Put them in csv format, with column names as :   job title, functions, number
 2 finance              
 3 engineering          
 4 customer success     
 5 retail               
 6 operations           
 7 design               
 8 sales                
 9 marketing            
10 administration       
11 support              
12 product              
13 general management   
14 HR                   
15 commercial management
16 analytics            
17 recruiting           
18 legal 
"""

In [24]:
response = get_completion(prompt)
print(response)

job title, functions, number
photographe, design, 7
infographiste, design, 7
chief scientist, analytics, 16
safety manager, operations, 6


# LongChain

In [13]:
from langchain.llms import OpenAI

In [14]:
llm = OpenAI(temperature=0.9)

In [25]:
print(llm(prompt))


photographe, design, 7
infographiste, design, 7
chief scientist, analytics, 16
safety manager, administration, 10


## Use Chain

https://python.langchain.com/en/latest/getting_started/getting_started.html

In [6]:
from langchain.prompts import PromptTemplate
from langchain.llms import OpenAI

llm = OpenAI(temperature=0.9)
prompt = PromptTemplate(
    input_variables=["titles"],
    template= """Categorize each of the job title {titles} deliminated by ',' into one of the following job functions. 
    Make sure to use only the functions from the list, and use the exact name of the job functions from the following list, and reference the number. 
    Put them in csv format, with column names as :   job title, functions, number
    2 finance              
 3 engineering          
 4 customer success     
 5 retail               
 6 operations           
 7 design               
 8 sales                
 9 marketing            
10 administration       
11 support              
12 product              
13 general management   
14 HR                   
15 commercial management
16 analytics            
17 recruiting           
18 legal """,
)

In [8]:
from langchain.chains import LLMChain
chain = LLMChain(llm=llm, prompt=prompt)

In [9]:
chain.run("photographe   infographiste, chief scientist    , safety manager")

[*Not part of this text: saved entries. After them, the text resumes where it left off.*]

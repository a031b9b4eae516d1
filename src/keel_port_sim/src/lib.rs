//! Simulation port for the keel kernel
//!
//! Runs a kernel instantiation inside an ordinary host process with no
//! real interrupts and no real context switching: the kernel is driven as
//! a deterministic state machine.
//!
//!  - The critical section is a process-global flag (contended entries
//!    spin, so parallel test threads serialize instead of failing).
//!  - `pend_context_switch` latches a flag; pumping the port performs
//!    the publish step the real switch handler would, making the
//!    scheduler's chosen thread *current*.
//!  - The hardware tick is advanced explicitly with `advance_ticks`,
//!    which runs the kernel tick handler in a simulated interrupt
//!    context and services any resulting switch request.
//!
//! Because nothing ever really suspends, a blocking call issued on the
//! simulated current thread returns to the caller immediately after
//! recording the block; tests assert on the kernel state (thread states,
//! the current thread, counts) rather than on control flow. For the same
//! reason `Kernel::sleep` (which pends on a semaphore local to its own
//! stack frame) cannot be driven here; model a sleep as a timed pend on
//! a semaphore the test owns.
//!
//! ```ignore
//! struct Sys;
//! keel_port_sim::sim_kernel!(Sys);
//!
//! keel_port_sim::install_panic_handler::<Sys>();
//! Kernel::<Sys>::init();
//! /* init + start threads */
//! Sys::boot();
//! Sys::advance_ticks(50);
//! ```
use std::sync::atomic::AtomicUsize;

use keel_kernel::{utils::Init, KernelTraits, PanicCode};

/// Per-thread state kept for the simulated port: the would-be saved
/// stack-top pointer.
pub struct SimThreadState {
    pub stack_top: AtomicUsize,
}

impl Init for SimThreadState {
    const INIT: Self = Self {
        stack_top: AtomicUsize::new(0),
    };
}

/// Route kernel panics into ordinary Rust panics, so tests can observe
/// them with `#[should_panic]` or `catch_unwind`.
pub fn install_panic_handler<Traits: KernelTraits>() {
    fn handler(code: PanicCode) {
        panic!("kernel panic: {code:?}");
    }
    keel_kernel::Kernel::<Traits>::set_panic_handler(handler);
}

/// Implement the port traits for `$Traits`, materialize the kernel state
/// with `build_kernel!`, and attach the simulation helpers (`boot`,
/// `pump`, `advance_ticks`).
#[macro_export]
macro_rules! sim_kernel {
    ($Traits:ty) => {
        impl $Traits {
            fn cs_flag() -> &'static ::std::sync::atomic::AtomicBool {
                static FLAG: ::std::sync::atomic::AtomicBool =
                    ::std::sync::atomic::AtomicBool::new(false);
                &FLAG
            }

            fn swi_flag() -> &'static ::std::sync::atomic::AtomicBool {
                static FLAG: ::std::sync::atomic::AtomicBool =
                    ::std::sync::atomic::AtomicBool::new(false);
                &FLAG
            }

            fn irq_depth() -> &'static ::std::sync::atomic::AtomicUsize {
                static DEPTH: ::std::sync::atomic::AtomicUsize =
                    ::std::sync::atomic::AtomicUsize::new(0);
                &DEPTH
            }

            /// Mark the kernel started and make the scheduler's first
            /// choice current, the way `Kernel::start` would before
            /// dispatching.
            #[allow(dead_code)]
            pub fn boot() {
                // Safety: the simulation's one and only startup point
                unsafe { ::keel_kernel::kernel::bootstrap::<$Traits>() };
            }

            /// Service a pended context switch the way the port's switch
            /// handler would on interrupt exit.
            #[allow(dead_code)]
            pub fn pump() {
                use ::std::sync::atomic::Ordering;
                while Self::swi_flag().swap(false, Ordering::SeqCst) {
                    ::keel_kernel::sched::context_switch_completed::<$Traits>();
                }
            }

            /// Run `n` hardware ticks: each enters a simulated interrupt
            /// context, runs the kernel tick handler, and services any
            /// switch request on the way out.
            #[allow(dead_code)]
            pub fn advance_ticks(n: u32) {
                use ::std::sync::atomic::Ordering;
                for _ in 0..n {
                    Self::irq_depth().fetch_add(1, Ordering::SeqCst);
                    ::keel_kernel::timer::tick::<$Traits>();
                    Self::irq_depth().fetch_sub(1, Ordering::SeqCst);
                    Self::pump();
                }
            }
        }

        impl ::keel_kernel::PortThreading for $Traits {
            type PortThreadState = $crate::SimThreadState;

            unsafe fn init_stack(
                port_state: &Self::PortThreadState,
                stack_base: *mut usize,
                stack_words: usize,
                entry: fn(usize),
                arg: usize,
            ) {
                use ::std::sync::atomic::Ordering;
                // Write a synthetic two-word first frame: return target
                // and argument, the way a real port seeds the exception
                // return.
                let top = unsafe { stack_base.add(stack_words - 2) };
                unsafe {
                    top.write(entry as usize);
                    top.add(1).write(arg);
                }
                port_state.stack_top.store(top as usize, Ordering::SeqCst);
            }

            unsafe fn start_threads() -> ! {
                unreachable!("the simulation port dispatches through `boot`, not `start_threads`")
            }

            unsafe fn pend_context_switch() {
                use ::std::sync::atomic::Ordering;
                Self::swi_flag().store(true, Ordering::SeqCst);
            }

            unsafe fn try_enter_critical() -> bool {
                use ::std::sync::atomic::Ordering;
                // Contended entries spin: parallel test threads sharing
                // one kernel instantiation serialize on the flag.
                while Self::cs_flag()
                    .compare_exchange(false, true, Ordering::SeqCst, Ordering::SeqCst)
                    .is_err()
                {
                    ::std::thread::yield_now();
                }
                true
            }

            unsafe fn enter_critical() {
                unsafe {
                    let _ = Self::try_enter_critical();
                }
            }

            unsafe fn leave_critical() {
                use ::std::sync::atomic::Ordering;
                Self::cs_flag().store(false, Ordering::SeqCst);
            }

            fn is_critical_active() -> bool {
                use ::std::sync::atomic::Ordering;
                Self::cs_flag().load(Ordering::SeqCst)
            }

            fn is_interrupt_context() -> bool {
                use ::std::sync::atomic::Ordering;
                Self::irq_depth().load(Ordering::SeqCst) != 0
            }
        }

        impl ::keel_kernel::PortTimer for $Traits {
            unsafe fn timer_start() {}
        }

        ::keel_kernel::build_kernel!($Traits);
    };
}
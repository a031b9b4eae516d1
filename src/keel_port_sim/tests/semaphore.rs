//! Semaphore behaviour.
use keel_kernel::{Semaphore, ThreadState, Timer};

#[macro_use]
mod common;

#[test]
fn post_pend_round_trip_leaves_count_zero() {
    kernel_fixture!(Sys);
    spawn_thread!(IDLE: Sys, prio 0);
    spawn_thread!(WORKER: Sys, prio 1);
    static SEM: Semaphore<Sys> = Semaphore::new();
    SEM.init(0, 1);
    Sys::boot();

    SEM.post();
    assert_eq!(SEM.count(), 1);
    SEM.pend();
    assert_eq!(SEM.count(), 0);
    // No block happened: the worker is still running.
    assert_current!(Sys, WORKER);
}

#[test]
fn post_past_maximum_clamps() {
    kernel_fixture!(Sys);
    spawn_thread!(IDLE: Sys, prio 0);
    spawn_thread!(WORKER: Sys, prio 1);
    static SEM: Semaphore<Sys> = Semaphore::new();
    SEM.init(2, 2);
    Sys::boot();

    SEM.post();
    assert_eq!(SEM.count(), 2);
}

#[test]
fn waiters_are_woken_in_priority_order() {
    kernel_fixture!(Sys);
    spawn_thread!(IDLE: Sys, prio 0);
    spawn_thread!(LOW: Sys, prio 1);
    spawn_thread!(HIGH: Sys, prio 2);
    static SEM: Semaphore<Sys> = Semaphore::new();
    SEM.init(0, 2);
    Sys::boot();

    // Both threads block, highest priority first.
    assert_current!(Sys, HIGH);
    SEM.pend();
    Sys::pump();
    assert_current!(Sys, LOW);
    SEM.pend();
    Sys::pump();
    assert_current!(Sys, IDLE);
    assert_eq!(HIGH.state(), ThreadState::Blocked);
    assert_eq!(LOW.state(), ThreadState::Blocked);

    // A post is handed to the highest-priority waiter, not the count.
    SEM.post();
    Sys::pump();
    assert_eq!(SEM.count(), 0);
    assert_eq!(HIGH.state(), ThreadState::Ready);
    assert_eq!(LOW.state(), ThreadState::Blocked);
    assert_current!(Sys, HIGH);
}

#[test]
fn pend_timeout_expires() {
    kernel_fixture!(Sys);
    spawn_thread!(IDLE: Sys, prio 0);
    spawn_thread!(WORKER: Sys, prio 1);
    static SEM: Semaphore<Sys> = Semaphore::new();
    SEM.init(0, 1);
    Sys::boot();

    let _ = SEM.pend_timeout(10);
    Sys::pump();
    assert_current!(Sys, IDLE);
    assert_eq!(WORKER.state(), ThreadState::Blocked);

    Sys::advance_ticks(9);
    assert_eq!(WORKER.state(), ThreadState::Blocked);

    Sys::advance_ticks(1);
    assert_eq!(WORKER.state(), ThreadState::Ready);
    assert!(WORKER.expired());
    assert_current!(Sys, WORKER);
    assert_eq!(SEM.count(), 0);
}

#[test]
fn post_beats_timeout() {
    kernel_fixture!(Sys);
    spawn_thread!(IDLE: Sys, prio 0);
    spawn_thread!(WORKER: Sys, prio 1);
    static SEM: Semaphore<Sys> = Semaphore::new();
    SEM.init(0, 1);
    Sys::boot();

    let _ = SEM.pend_timeout(10);
    Sys::pump();
    assert_current!(Sys, IDLE);

    Sys::advance_ticks(5);
    SEM.post();
    Sys::pump();
    assert_eq!(WORKER.state(), ThreadState::Ready);
    assert!(!WORKER.expired());
    assert_current!(Sys, WORKER);

    // The stale timeout fires into nothing: the wait already concluded.
    Sys::advance_ticks(10);
    assert!(!WORKER.expired());
    assert_eq!(WORKER.state(), ThreadState::Ready);
}

#[test]
fn interrupt_context_post_wakes_a_waiter() {
    kernel_fixture!(Sys);
    spawn_thread!(IDLE: Sys, prio 0);
    spawn_thread!(WORKER: Sys, prio 1);
    static SEM: Semaphore<Sys> = Semaphore::new();
    static TICKER: Timer<Sys> = Timer::new();
    SEM.init(0, 1);
    Sys::boot();

    fn post_from_isr(_owner: Option<&'static keel_kernel::Thread<Sys>>, _data: keel_kernel::CallbackData) {
        SEM.post();
    }

    TICKER.init();
    TICKER.start(false, 3, post_from_isr, keel_kernel::CallbackData::null());

    SEM.pend();
    Sys::pump();
    assert_current!(Sys, IDLE);
    assert_eq!(WORKER.state(), ThreadState::Blocked);

    Sys::advance_ticks(3);
    assert_eq!(WORKER.state(), ThreadState::Ready);
    assert_current!(Sys, WORKER);
    assert!(TICKER.expired());
}

#[test]
#[should_panic(expected = "ActiveSemaphoreDescoped")]
fn descoping_a_waited_semaphore_panics() {
    kernel_fixture!(Sys);
    spawn_thread!(IDLE: Sys, prio 0);
    spawn_thread!(WORKER: Sys, prio 1);
    Sys::boot();

    let sem = Semaphore::<Sys>::new();
    sem.init(0, 1);
    sem.pend();
    // `sem` goes out of scope with the worker still queued on it.
}
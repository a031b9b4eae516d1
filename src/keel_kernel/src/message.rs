//! Messages, message queues and message pools
//!
//! A [`Message`] is a 16-bit code plus an opaque data pointer, usable as
//! a list node. Ownership of a message travels with its reference: a
//! sender takes it from a [`MessagePool`], the receiver is responsible
//! for returning it there.
use core::fmt;

use crate::{
    klock::{lock_cpu, CpuLockCell},
    list::{DoubleList, Link, ListNode},
    semaphore::Semaphore,
    timer::CallbackData,
    utils::Init,
    KernelTraits,
};

pub struct Message<Traits: KernelTraits> {
    link: Link<Traits, Self>,
    code: CpuLockCell<Traits, u16>,
    data: CpuLockCell<Traits, CallbackData>,
}

impl<Traits: KernelTraits> ListNode<Traits> for Message<Traits> {
    fn link(&self) -> &Link<Traits, Self> {
        &self.link
    }
}

impl<Traits: KernelTraits> Init for Message<Traits> {
    #[allow(clippy::declare_interior_mutable_const)]
    const INIT: Self = Self::new();
}

impl<Traits: KernelTraits> fmt::Debug for Message<Traits> {
    fn fmt(&self, f: &mut fmt::Formatter) -> fmt::Result {
        f.debug_struct("Message")
            .field("self", &(self as *const _))
            .field("code", &self.code)
            .field("data", &self.data)
            .finish()
    }
}

impl<Traits: KernelTraits> Message<Traits> {
    #[allow(clippy::new_without_default)]
    pub const fn new() -> Self {
        Self {
            link: Init::INIT,
            code: Init::INIT,
            data: Init::INIT,
        }
    }

    pub fn set_code(&self, code: u16) {
        let mut guard = lock_cpu::<Traits>().expect("message access inside a critical section");
        let mut lock = guard.borrow_mut();
        self.code.replace(&mut *lock, code);
    }

    pub fn code(&self) -> u16 {
        let mut guard = lock_cpu::<Traits>().expect("message access inside a critical section");
        let lock = guard.borrow_mut();
        self.code.get(&*lock)
    }

    pub fn set_data(&self, data: CallbackData) {
        let mut guard = lock_cpu::<Traits>().expect("message access inside a critical section");
        let mut lock = guard.borrow_mut();
        self.data.replace(&mut *lock, data);
    }

    pub fn data(&self) -> CallbackData {
        let mut guard = lock_cpu::<Traits>().expect("message access inside a critical section");
        let lock = guard.borrow_mut();
        self.data.get(&*lock)
    }
}

/// A FIFO of messages with blocking receive.
pub struct MessageQueue<Traits: KernelTraits> {
    queue: DoubleList<Traits, Message<Traits>>,
    sem: Semaphore<Traits>,
    initialized: CpuLockCell<Traits, bool>,
}

impl<Traits: KernelTraits> Init for MessageQueue<Traits> {
    #[allow(clippy::declare_interior_mutable_const)]
    const INIT: Self = Self::new();
}

impl<Traits: KernelTraits> MessageQueue<Traits> {
    #[allow(clippy::new_without_default)]
    pub const fn new() -> Self {
        Self {
            queue: Init::INIT,
            sem: Semaphore::new(),
            initialized: Init::INIT,
        }
    }

    pub fn init(&self) {
        self.sem.init(0, u16::MAX);
        let mut guard = lock_cpu::<Traits>().expect("queue init inside a critical section");
        let mut lock = guard.borrow_mut();
        self.initialized.replace(&mut *lock, true);
    }

    /// Enqueue `message`, transferring its ownership to the receiver.
    /// ISR-safe.
    pub fn send(&self, message: &'static Message<Traits>) {
        {
            let mut guard = lock_cpu::<Traits>().expect("send inside a critical section");
            let lock = &mut guard.borrow_mut();
            debug_assert!(self.initialized.get(&**lock), "queue used before init");
            self.queue.push_back(lock, message);
        }
        self.sem.post();
    }

    /// Dequeue the oldest message, blocking until one arrives.
    pub fn receive(&self) -> Option<&'static Message<Traits>> {
        self.sem.pend();
        self.pop()
    }

    /// Timed variant of [`MessageQueue::receive`]; `None` if the timeout
    /// fires first. A zero timeout waits forever.
    pub fn receive_timeout(&self, timeout_ms: u32) -> Option<&'static Message<Traits>> {
        if self.sem.pend_timeout(timeout_ms).is_err() {
            return None;
        }
        self.pop()
    }

    fn pop(&self) -> Option<&'static Message<Traits>> {
        let mut guard = lock_cpu::<Traits>().expect("receive inside a critical section");
        let lock = &mut guard.borrow_mut();
        let head = self.queue.head(lock)?;
        // Safety: queued messages are `&'static`, owned by the caller
        // from here on
        let message = unsafe { head.as_ref() };
        self.queue.remove(lock, message);
        Some(message)
    }
}

/// A free list of pre-allocated messages.
pub struct MessagePool<Traits: KernelTraits> {
    pool: DoubleList<Traits, Message<Traits>>,
}

impl<Traits: KernelTraits> Init for MessagePool<Traits> {
    #[allow(clippy::declare_interior_mutable_const)]
    const INIT: Self = Self::new();
}

impl<Traits: KernelTraits> MessagePool<Traits> {
    #[allow(clippy::new_without_default)]
    pub const fn new() -> Self {
        Self { pool: Init::INIT }
    }

    /// Return (or seed) a message into the pool.
    pub fn push(&self, message: &'static Message<Traits>) {
        let mut guard = lock_cpu::<Traits>().expect("pool access inside a critical section");
        let lock = &mut guard.borrow_mut();
        self.pool.push_back(lock, message);
    }

    /// Take a free message, if one is available.
    pub fn pop(&self) -> Option<&'static Message<Traits>> {
        let mut guard = lock_cpu::<Traits>().expect("pool access inside a critical section");
        let lock = &mut guard.borrow_mut();
        let head = self.pool.head(lock)?;
        // Safety: pooled messages are `&'static`
        let message = unsafe { head.as_ref() };
        self.pool.remove(lock, message);
        Some(message)
    }
}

'\n\nphotographe, design, 7 \ninfographiste, design, 7 \nchief scientist, engineering, 3 \nsafety manager, operations, 6'

## Indexes
https://python.langchain.com/en/latest/modules/indexes/document_loaders/examples/csv.html
https://js.langchain.com/docs/modules/indexes/document_loaders/examples/file_loaders/csv

In [None]:
# load CSV
from langchain.document_loaders.csv_loader import CSVLoader
loader = CSVLoader(file_path='./example_data/mlb_teams_2012.csv', csv_args={
    'delimiter': ',',
    'quotechar': '"',
    'fieldnames': ['MLB Team', 'Payroll in millions', 'Wins']
})

data = loader.load()